Extracted records

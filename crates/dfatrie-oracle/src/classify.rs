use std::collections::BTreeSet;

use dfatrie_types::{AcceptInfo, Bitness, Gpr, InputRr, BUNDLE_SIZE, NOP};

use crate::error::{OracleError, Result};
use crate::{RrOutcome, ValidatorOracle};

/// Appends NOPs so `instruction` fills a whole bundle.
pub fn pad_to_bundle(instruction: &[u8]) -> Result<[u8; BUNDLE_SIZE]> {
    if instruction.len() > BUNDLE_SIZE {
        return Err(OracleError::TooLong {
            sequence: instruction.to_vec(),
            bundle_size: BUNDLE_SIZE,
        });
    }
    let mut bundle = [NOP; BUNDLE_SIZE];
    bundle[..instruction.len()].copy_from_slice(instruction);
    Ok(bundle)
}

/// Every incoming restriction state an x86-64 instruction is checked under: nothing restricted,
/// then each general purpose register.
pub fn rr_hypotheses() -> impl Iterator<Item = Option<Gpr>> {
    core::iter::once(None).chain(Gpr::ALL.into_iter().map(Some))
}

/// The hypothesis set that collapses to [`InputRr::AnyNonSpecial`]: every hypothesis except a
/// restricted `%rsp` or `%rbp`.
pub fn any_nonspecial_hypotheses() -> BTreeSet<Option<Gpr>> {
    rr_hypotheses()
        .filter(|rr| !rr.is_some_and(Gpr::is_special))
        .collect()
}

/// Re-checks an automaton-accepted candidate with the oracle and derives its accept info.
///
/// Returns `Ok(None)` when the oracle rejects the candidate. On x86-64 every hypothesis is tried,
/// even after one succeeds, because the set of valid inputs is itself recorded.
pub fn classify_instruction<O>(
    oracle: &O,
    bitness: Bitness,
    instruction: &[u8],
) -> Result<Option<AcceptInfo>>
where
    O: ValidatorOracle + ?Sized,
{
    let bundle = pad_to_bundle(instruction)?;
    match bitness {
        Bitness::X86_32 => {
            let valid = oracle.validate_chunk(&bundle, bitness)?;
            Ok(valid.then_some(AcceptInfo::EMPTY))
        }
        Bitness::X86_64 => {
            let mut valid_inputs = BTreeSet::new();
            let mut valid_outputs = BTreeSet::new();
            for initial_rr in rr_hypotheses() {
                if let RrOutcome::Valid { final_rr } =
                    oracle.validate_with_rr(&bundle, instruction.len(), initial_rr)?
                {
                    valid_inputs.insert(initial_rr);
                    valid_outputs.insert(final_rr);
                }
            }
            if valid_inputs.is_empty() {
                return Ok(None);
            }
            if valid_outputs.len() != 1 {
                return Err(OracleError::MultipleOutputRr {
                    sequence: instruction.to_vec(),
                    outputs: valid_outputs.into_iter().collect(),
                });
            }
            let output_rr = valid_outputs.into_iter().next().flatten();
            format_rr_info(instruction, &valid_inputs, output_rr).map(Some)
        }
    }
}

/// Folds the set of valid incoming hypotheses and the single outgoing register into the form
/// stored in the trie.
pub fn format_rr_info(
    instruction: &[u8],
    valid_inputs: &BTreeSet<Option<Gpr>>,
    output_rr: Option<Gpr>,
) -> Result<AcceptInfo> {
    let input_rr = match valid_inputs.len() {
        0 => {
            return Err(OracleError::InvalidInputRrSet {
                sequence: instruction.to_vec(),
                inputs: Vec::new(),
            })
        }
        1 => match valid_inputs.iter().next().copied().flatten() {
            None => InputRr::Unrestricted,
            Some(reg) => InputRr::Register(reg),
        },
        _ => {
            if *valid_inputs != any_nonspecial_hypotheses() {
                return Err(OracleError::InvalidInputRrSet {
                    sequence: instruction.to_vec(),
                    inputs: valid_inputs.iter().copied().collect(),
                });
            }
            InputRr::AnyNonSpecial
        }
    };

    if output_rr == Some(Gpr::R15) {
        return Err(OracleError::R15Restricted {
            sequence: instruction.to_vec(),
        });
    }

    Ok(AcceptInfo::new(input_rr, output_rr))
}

INSTRUCTIONS TO FOLLOW – Only lines that hold the string "candidate" belong in the answer, so copy every one of them from the records.

ANSWER FOR THE TASK –
/// Re-checks an automaton-accepted candidate with the oracle and derives its accept info.
/// Returns `Ok(None)` when the oracle rejects the candidate. On x86-64 every hypothesis is tried,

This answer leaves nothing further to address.